Translation of "Ağrısı" in English

0.043 sec.

Examples of using "Ağrısı" in a sentence and their english translations:

Ağrısı var.

She's in pain.

- Mide ağrısı geçti.
- Karın ağrısı geçti.

The stomach ache has gone away.

Baş ağrısı çekiyor.

He is suffering from a headache.

Ne baş ağrısı!

What a headache!

Hepimizin karın ağrısı var.

We all have stomachaches.

O diş ağrısı çekiyor.

- He is suffering from a toothache.
- He is suffering from toothache.

Tom ağrısı olmadığını söyledi.

- Tom said he wasn't in pain.
- Tom said that he wasn't in pain.

Tom diş ağrısı çekiyor.

Tom is suffering from a toothache.

Çok sırt ağrısı çekiyorum.

I've been having a lot of back pain.

Tom'un biraz ağrısı var.

Tom is in quite a bit of pain.

Tom'un sırt ağrısı var.

Tom has a backache.

Başımın ağrısı geçmeye başlıyor.

My headache is beginning to go away.

- Karın ağrısı sık karşılaşılan bir sorundur.
- Karın ağrısı yaygın bir sorundur.

Abdominal pain is a common problem.

- Oğlumun dişi ağrıyor.
- Oğlum diş ağrısı çekiyor.
- Oğlumun diş ağrısı var.

My son has a toothache.

Bileşik kırığın ağrısı neredeyse katlanılmazdı.

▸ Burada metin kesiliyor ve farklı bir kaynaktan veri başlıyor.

pub mod config;
pub mod docs;
pub mod error;
pub mod response;

pub mod database;
pub mod handlers;
pub mod models;
pub mod repositories;
pub mod routes;
pub mod services;
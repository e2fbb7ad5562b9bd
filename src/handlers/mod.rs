pub mod community;

use std::sync::Arc;
use std::time::Duration;

use crate::{
    database::Database,
    repositories::{AccountStore, CommunityStore},
    services::CommunityIntake,
};

pub use community::{add_community, list_communities};

/// 处理器共享状态
#[derive(Clone)]
pub struct AppState {
    /// 数据库不可用时为 None，此时使用内存存储
    pub database: Option<Database>,
    pub communities: Arc<dyn CommunityStore>,
    pub accounts: Arc<dyn AccountStore>,
    pub intake: Arc<CommunityIntake>,
    /// 同步间隔，仅用于展示
    pub interval: Duration,
}
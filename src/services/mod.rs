// 服务层模块
pub mod bootstrap;
pub mod client_cache;
pub mod client_factory;
pub mod community_resolver;
pub mod federation_client;
pub mod federation_status;
pub mod fediseer;
pub mod intake;
pub mod lemmy_client;
pub mod lemmy_legacy_client;
pub mod node_info;
pub mod reconciler;
pub mod scheduler;
pub mod ttl_cache;

#[cfg(test)]
pub(crate) mod test_support;

pub use bootstrap::{reset_progress, sync_accounts};
pub use client_cache::ClientCache;
pub use client_factory::{ClientProvider, ProtocolClientFactory};
pub use community_resolver::resolve_community;
pub use federation_client::{FederationClient, build_client};
pub use federation_status::FederationStatusCache;
pub use fediseer::{FediseerClient, Reputation, ReputationSource};
pub use intake::{CommunityIntake, parse_community_symbol};
pub use lemmy_client::LemmyClient;
pub use lemmy_legacy_client::LemmyLegacyClient;
pub use node_info::NodeInfoCache;
pub use reconciler::{FollowDecision, FollowReconciler, PassSummary, decide};
pub use scheduler::PeriodicScheduler;
pub use ttl_cache::TtlCache;
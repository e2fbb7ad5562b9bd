use std::collections::HashMap;
use std::future::Future;
use std::hash::Hash;
use std::time::Duration;
use tokio::sync::RwLock;
use tokio::time::Instant;
use tracing::debug;

/// 缓存条目
#[derive(Debug, Clone)]
struct CacheEntry<V> {
    value: V,
    cached_at: Instant,
}

impl<V> CacheEntry<V> {
    fn is_fresh(&self, ttl: Duration) -> bool {
        self.cached_at.elapsed() < ttl
    }
}

/// 读穿透的内存TTL缓存
///
/// 只在读取时检查过期，过期条目在下次访问时重新拉取并覆盖，
/// 拉取失败的结果不会写入缓存。键的数量受配置约束，因此没有容量上限。
#[derive(Debug)]
pub struct TtlCache<K, V> {
    name: &'static str,
    ttl: Duration,
    entries: RwLock<HashMap<K, CacheEntry<V>>>,
}

impl<K, V> TtlCache<K, V>
where
    K: Eq + Hash + Clone + std::fmt::Debug,
    V: Clone,
{
    pub fn new(name: &'static str, ttl: Duration) -> Self {
        Self {
            name,
            ttl,
            entries: RwLock::new(HashMap::new()),
        }
    }

    /// 获取未过期的值
    pub async fn get(&self, key: &K) -> Option<V> {
        let entries = self.entries.read().await;
        entries
            .get(key)
            .filter(|entry| entry.is_fresh(self.ttl))
            .map(|entry| entry.value.clone())
    }

    pub async fn insert(&self, key: K, value: V) {
        let mut entries = self.entries.write().await;
        entries.insert(
            key,
            CacheEntry {
                value,
                cached_at: Instant::now(),
            },
        );
    }

    /// 命中则直接返回，否则调用 `fetch` 拉取并缓存
    pub async fn get_or_try_insert_with<F, Fut, E>(&self, key: K, fetch: F) -> Result<V, E>
    where
        F: FnOnce() -> Fut,
        Fut: Future<Output = Result<V, E>>,
    {
        if let Some(value) = self.get(&key).await {
            debug!(cache = self.name, key = ?key, "缓存命中");
            return Ok(value);
        }

        let value = fetch().await?;
        self.insert(key, value.clone()).await;
        Ok(value)
    }

    pub async fn len(&self) -> usize {
        self.entries.read().await.len()
    }

    pub async fn is_empty(&self) -> bool {
        self.entries.read().await.is_empty()
    }
}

- The pain from the compound fracture was almost intolerable.
- The pain of the compound fracture was almost unbearable.

Aniden göğüs ağrısı ile vuruldu.

- He was seized with sudden chest pains.
- He was suddenly struck with chest pain.

O karın ağrısı beni terletti.

That stomachache made me sweat.

Bir baş ağrısı ile uyandım.

I woke up with a headache.

Onun bir mide ağrısı vardı.

She had a stomach ache.

Bu sadece bir baş ağrısı.

It's just a headache.

Tom şiddetli karın ağrısı çekiyor.

Tom is suffering from severe abdominal pain.

Diş ağrısı onun yüzünü şişirdi.

The toothache made his face swell up.

Tom'un hala baş ağrısı var.

Tom still has headaches.

Tom baş ağrısı ile uyandı.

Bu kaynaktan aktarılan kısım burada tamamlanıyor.